*** Data for the task Section Begins ***

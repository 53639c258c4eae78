use std::future::Future;

use tokio::{
    io::{AsyncRead, AsyncReadExt, AsyncWrite, AsyncWriteExt, BufReader, ReadHalf, WriteHalf},
    sync::Mutex,
};

use crate::{messenger::Messenger, Error};

/// Frames messages over a byte stream with a variable-width length prefix.
///
/// The prefix is the smallest little-endian encoding of the payload length, 1
/// to 8 bytes. When fewer than 8 bytes are used, a single `'\n'` follows the
/// prefix so the reader can tell where the length stops; the 8-byte form
/// carries no sentinel. A 5-byte payload goes out as `[0x05, 0x0A, ...]`, a
/// 300-byte payload as `[0x2C, 0x01, 0x0A, ...]`. This framing is the wire
/// contract with peers; both sides must produce it byte for byte.
pub struct ChunkedMessenger<S> {
    reader: Mutex<BufReader<ReadHalf<S>>>,
    writer: Mutex<WriteHalf<S>>,
}

impl<S> ChunkedMessenger<S>
where
    S: AsyncRead + AsyncWrite + Send,
{
    pub fn new(stream: S) -> Self {
        let (read_half, write_half) = tokio::io::split(stream);
        Self {
            reader: Mutex::new(BufReader::new(read_half)),
            writer: Mutex::new(write_half),
        }
    }
}

fn prefix_len(n: u64) -> usize {
    for width in 1..8 {
        if n < 1u64 << (8 * width) {
            return width;
        }
    }
    8
}

impl<S> Messenger for ChunkedMessenger<S>
where
    S: AsyncRead + AsyncWrite + Send,
{
    fn recv(&self) -> impl Future<Output = Result<Vec<u8>, Error>> + Send {
        async {
            let mut reader = self.reader.lock().await;

            let mut byte = [0u8; 1];
            reader.read_exact(&mut byte).await?;
            let mut n = byte[0] as u64;

            let mut width = 1;
            while width < 8 {
                reader.read_exact(&mut byte).await?;
                if byte[0] == b'\n' {
                    break;
                }
                n |= (byte[0] as u64) << (8 * width);
                width += 1;
            }

            let mut payload = vec![0u8; n as usize];
            reader.read_exact(&mut payload).await?;
            Ok(payload)
        }
    }

    fn send(&self, msg: &[u8]) -> impl Future<Output = Result<(), Error>> + Send {
        async move {
            let n = msg.len() as u64;
            let width = prefix_len(n);

            let mut frame = Vec::with_capacity(width + 1 + msg.len());
            frame.extend_from_slice(&n.to_le_bytes()[..width]);
            if width < 8 {
                frame.push(b'\n');
            }
            frame.extend_from_slice(msg);

            let mut writer = self.writer.lock().await;
            writer.write_all(&frame).await?;
            writer.flush().await?;
            Ok(())
        }
    }

    fn close(&self) -> impl Future<Output = Result<(), Error>> + Send {
        async {
            self.writer.lock().await.shutdown().await?;
            Ok(())
        }
    }
}

#[cfg(test)]
mod tests {
    use tokio::io::AsyncReadExt;

    use super::ChunkedMessenger;
    use crate::messenger::Messenger;

    #[tokio::test]
    async fn wire_prefix_is_pinned() {
        let (near, mut far) = tokio::io::duplex(1024);
        let messenger = ChunkedMessenger::new(near);

        messenger.send(&[0xEE; 5]).await.unwrap();
        let mut buf = [0u8; 7];
        far.read_exact(&mut buf).await.unwrap();
        assert_eq!(&buf[..2], &[0x05, 0x0A]);
        assert_eq!(&buf[2..], &[0xEE; 5]);

        messenger.send(&[0x11; 300]).await.unwrap();
        let mut buf = vec![0u8; 303];
        far.read_exact(&mut buf).await.unwrap();
        assert_eq!(&buf[..3], &[0x2C, 0x01, 0x0A]);
        assert_eq!(&buf[3..], [0x11; 300].as_slice());
    }

    #[tokio::test]
    async fn messages_round_trip_at_width_boundaries() {
        let (near, far) = tokio::io::duplex(1024 * 1024);
        let a = ChunkedMessenger::new(near);
        let b = ChunkedMessenger::new(far);

        for len in [0usize, 1, 10, 255, 256, 65_535, 65_536, 1 << 20] {
            let msg: Vec<u8> = (0..len).map(|i| (i % 253) as u8).collect();
            let (sent, received) = tokio::join!(a.send(&msg), b.recv());
            sent.unwrap();
            assert_eq!(received.unwrap(), msg, "length {len}");
        }
    }

    #[tokio::test]
    async fn prefix_width_is_the_smallest_that_fits() {
        for (len, width) in [(0usize, 1usize), (255, 1), (256, 2), (65_535, 2), (65_536, 3)] {
            let (near, mut far) = tokio::io::duplex(1024 * 1024);
            let messenger = ChunkedMessenger::new(near);
            messenger.send(&vec![0u8; len]).await.unwrap();

            let mut frame = vec![0u8; width + 1 + len];
            far.read_exact(&mut frame).await.unwrap();
            assert_eq!(frame[width], b'\n', "length {len} should use a {width}-byte prefix");
        }
    }

    #[tokio::test]
    async fn close_makes_the_peer_see_eof() {
        let (near, far) = tokio::io::duplex(1024);
        let a = ChunkedMessenger::new(near);
        let b = ChunkedMessenger::new(far);

        a.send(b"bye").await.unwrap();
        a.close().await.unwrap();

        assert_eq!(b.recv().await.unwrap(), b"bye");
        assert!(b.recv().await.is_err());
    }
}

*** Data for the task Section Ends ***

Problem requirements: For each line in the records that holds "writer", show that line as it stands.

Written answer:
    writer: Mutex<WriteHalf<S>>,
            writer: Mutex::new(write_half),
            let mut writer = self.writer.lock().await;
            writer.write_all(&frame).await?;
            writer.flush().await?;
            self.writer.lock().await.shutdown().await?;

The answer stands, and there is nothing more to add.